Centrifuging the resulting mixture and washing the precipitate with deionised water until a neutral
pH is reached. Hydrolyzing the cellulose by acid hydrolysis at 0.5M at 70 °C in 67% zinc chloride
and diluting the final product in sterile phosphate buffered saline.
[0017] According to another aspect of the present invention, a method of producing a
biodegradable polymer comprises the steps of: a) inoculating nitrogen-limited production media
having processed plant waste material as a carbon source with a starter culture of a microorganism
selected from the group consisting of naturally occurring and engineered strains of Bacillus
subtilis, Cupriavidus necator, Bacillus cereus, Bacillus brevis, Caulobactercresentus, Bacillus
sphaericus, Bacillus coagulans, Bacillus megaterium, Bacilllus circulands, Bacillus
lichenformis, Escherichia coli, Microlanatusphosphovorous, Rhizobium meliloti, Rhizobium
viciae, Bredyrhizobiumjaponicum, Burkholderia cepacia, Burkholderia sacchari, Cupriavidus
necactor, Neptunamonas Antarctica, Azobacter vinelandii, Pseudomonasputida, Pseudomonas
aeruginosa,Aeromonas caviae, Aeromonas hydrophila, Aeromonas punctate, Alcaligenes latus,
Halomonasboliviensis, Lactobacillusrhamnosus, and Fermicutes bacterium and incubating at a
temperature of at least 30 °C for between 48 and 72 hours to produce a culture; b) filtering the
culture through a membrane with a pore size of about 1 mm; c) separating the cells of the
microorganism from the filtered culture; d) suspending the cells in a NaOH solution and
incubating at a temperature of at least 30 °C for at least 1.5 hours to release the biodegradable
polymer from the cells; e) separating the biodegradable polymer from the NaOH solution and re
suspending the biodegradable polymer in water; f) separating the biodegradable polymer from the water and re-suspending the biodegradable polymer in an ethanol solution; and g) separating the biodegradable polymer from the ethanol solution.
[0018] In another embodiment, the method produces PHB using a production media
produced from cannabis waste and comprises the steps of growing one or more microorganisms
capable of producing PHB in nutrient broth from stock. Inoculating the production media with
the one or more microorganisms. Supplementing the production media with a limited nitrogen
source and allowing the one or more microorganisms to grow in the production media.
Centrifuging the production media to separate the cells of the one or more microorganisms from
the production media and drying the cells. Re-suspending the dried cells in distilled water and
adding sodium hydroxide to extract the PHB from the cells. Stopping the reaction by adjusting
the pH to 7.0 and centrifuging the resulting mixture to separate out the PHB granules from the
suspension.

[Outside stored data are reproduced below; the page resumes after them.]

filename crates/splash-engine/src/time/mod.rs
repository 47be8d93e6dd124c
//! Time subsystem.
//!
//! Stable frame timing without coupling to the runtime. The runtime ticks one
//! `FrameClock` per presented frame and hands the resulting `FrameTime` to the
//! application through the frame context.

mod frame_clock;

pub use frame_clock::{FrameClock, FrameTime};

Rinsing the granules with distilled water and re-centrifuging the resulting mixture,
as necessary. Separating the granules by the addition of a mineral acid and centrifuging the
mixture. Discarding the liquid phase and washing the product in an alkaline bath to purify the
PHB. Rinsing the PHB with water and centrifuging, as necessary.

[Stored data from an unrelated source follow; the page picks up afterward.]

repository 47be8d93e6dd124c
use std::path::Path;
use std::sync::atomic::{AtomicU64, Ordering};

use crate::coords::Vec2;
use crate::device::Gpu;
use crate::paint::Color;
use crate::render::{BlendMode, DrawParams, SpriteBatch, SpriteDraw};
use crate::text::{self, FontId, FontSystem};

use super::pixels::decode_image;
use super::{PixelBuffer, TextureError};

/// Identity of a loaded texture generation.
///
/// A fresh id is assigned on every successful load or create, so renderer-side
/// caches keyed by id never confuse reloaded contents with a stale binding.
#[derive(Debug, Copy, Clone, Eq, PartialEq, Hash)]
pub struct TextureId(u64);

static NEXT_TEXTURE_ID: AtomicU64 = AtomicU64::new(1);

impl TextureId {
    fn next() -> Self {
        TextureId(NEXT_TEXTURE_ID.fetch_add(1, Ordering::Relaxed))
    }
}

/// Access pattern requested for a texture handle.
#[derive(Debug, Copy, Clone, Default, Eq, PartialEq)]
pub enum TextureAccess {
    /// Upload-once contents. File and text loads use this.
    #[default]
    Static,
    /// CPU-updatable through `lock`/`unlock`.
    Streaming,
    /// Usable as a render attachment.
    Target,
}

impl TextureAccess {
    fn usages(self) -> wgpu::TextureUsages {
        match self {
            TextureAccess::Static | TextureAccess::Streaming => {
                wgpu::TextureUsages::TEXTURE_BINDING | wgpu::TextureUsages::COPY_DST
            }
            TextureAccess::Target => {
                wgpu::TextureUsages::TEXTURE_BINDING
                    | wgpu::TextureUsages::COPY_DST
                    | wgpu::TextureUsages::RENDER_ATTACHMENT
            }
        }
    }
}

/// CPU staging buffer held between `lock` and `unlock`.
///
/// Rows are tightly packed at `width * 4` bytes.
#[derive(Debug)]
pub struct LockedPixels {
    stride: usize,
    data: Vec<u8>,
}

impl LockedPixels {
    fn new(width: u32, height: u32) -> Self {
        let stride = width as usize * 4;
        Self {
            stride,
            data: vec![0; stride * height as usize],
        }
    }

    /// Row stride in bytes.
    pub fn stride(&self) -> usize {
        self.stride
    }

    pub fn bytes_mut(&mut self) -> &mut [u8] {
        &mut self.data
    }

    /// Copies raw RGBA bytes in. Shorter input fills only the leading bytes;
    /// longer input is truncated to the buffer size.
    pub fn copy_from(&mut self, src: &[u8]) {
        let n = src.len().min(self.data.len());
        self.data[..n].copy_from_slice(&src[..n]);
    }
}
//! Logging utilities.
//!
//! Centralizes logger initialization behind the standard `log` facade so the
//! demo binary and the engine share one setup path.

mod init;

pub use init::{init_logging, LoggingConfig};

Description of the Invention
[0019] The present invention is directed to biodegradable polymer compositions and
methods of producing the same. The biodegradable polymer compositions comprise
polyhydroxybutyrate (PHB) and poly(3-hydroxybutyrate-co-3-hydroxyhexanoate) (PHBHHx)

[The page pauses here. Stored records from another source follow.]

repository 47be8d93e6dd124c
//! GPU device + surface management.
//!
//! This module is responsible for:
//! - creating the wgpu Instance/Adapter/Device/Queue
//! - creating & configuring the Surface (swapchain)
//! - acquiring frames and providing encoders/views for rendering

mod gpu;

pub use gpu::{Gpu, GpuFrame, GpuInit, SurfaceErrorAction};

blended with thermoplastic starch (TPS), one or more compatibilizers, and one or more additives.
[0020] One or both of the PHB and PHBHHx used in the biodegradable polymer
compositions described herein are preferably produced by microorganisms that are either
naturally occurring or engineered to produce PHB and/or PHBHHx. The PHBHHx may be a random or non-random copolymer of PHB and HHx monomers. Preferably, the 3 hydroxyhexanoate units of the biosynthesized PHBHHx copolymer remain in the amorphous phase of the semi crystalline PHBHHx.
[0021] Suitable microorganisms for producing biodegradable polymers, including PHB
and/or PHBHHx, include naturally occurring or engineered strains of: Bacillus subtilis,
Cupriavidus necator, Bacillus cereus, Bacillus brevis, Caulobacter cresentus, Bacillus
sphaericus, Bacillus coagulans, Bacillus megaterium, Bacilllus circulands, Bacillus
lichenformis, Escherichia coli, Microlanatus phosphovorous, Rhizobium meliloti, Rhizobium
viciae, Bredyrhizobiumjaponicum, Burkholderia cepacia, Burkholderia sacchari, Cupriavidus
necactor, NeptunamonasAntarctica, Azobacter vinelandii, Pseudomonasputida, Pseudomonas
aeruginosa,Aeromonas caviae, Aeromonas hydrophila, Aeromonaspunctate, Alcaligenes latus,
Halomonas boliviensis, Lactobacillus rhamnosus, and Fermicutes bacterium. Preferably, an
engineered strain of Bacillus subtilis, Cupriavidus necator, Lactobacillus rhamnosus, or
Firmicutes bacterium is used to produce PHB and PHBHHx for the biodegradable polymer
compositions, as described herein. Bacillus subtilis is preferred because it is a Gram positive
bacteria and, therefore, does not contain toxic lipid A, which is present in Gram negative bacteria.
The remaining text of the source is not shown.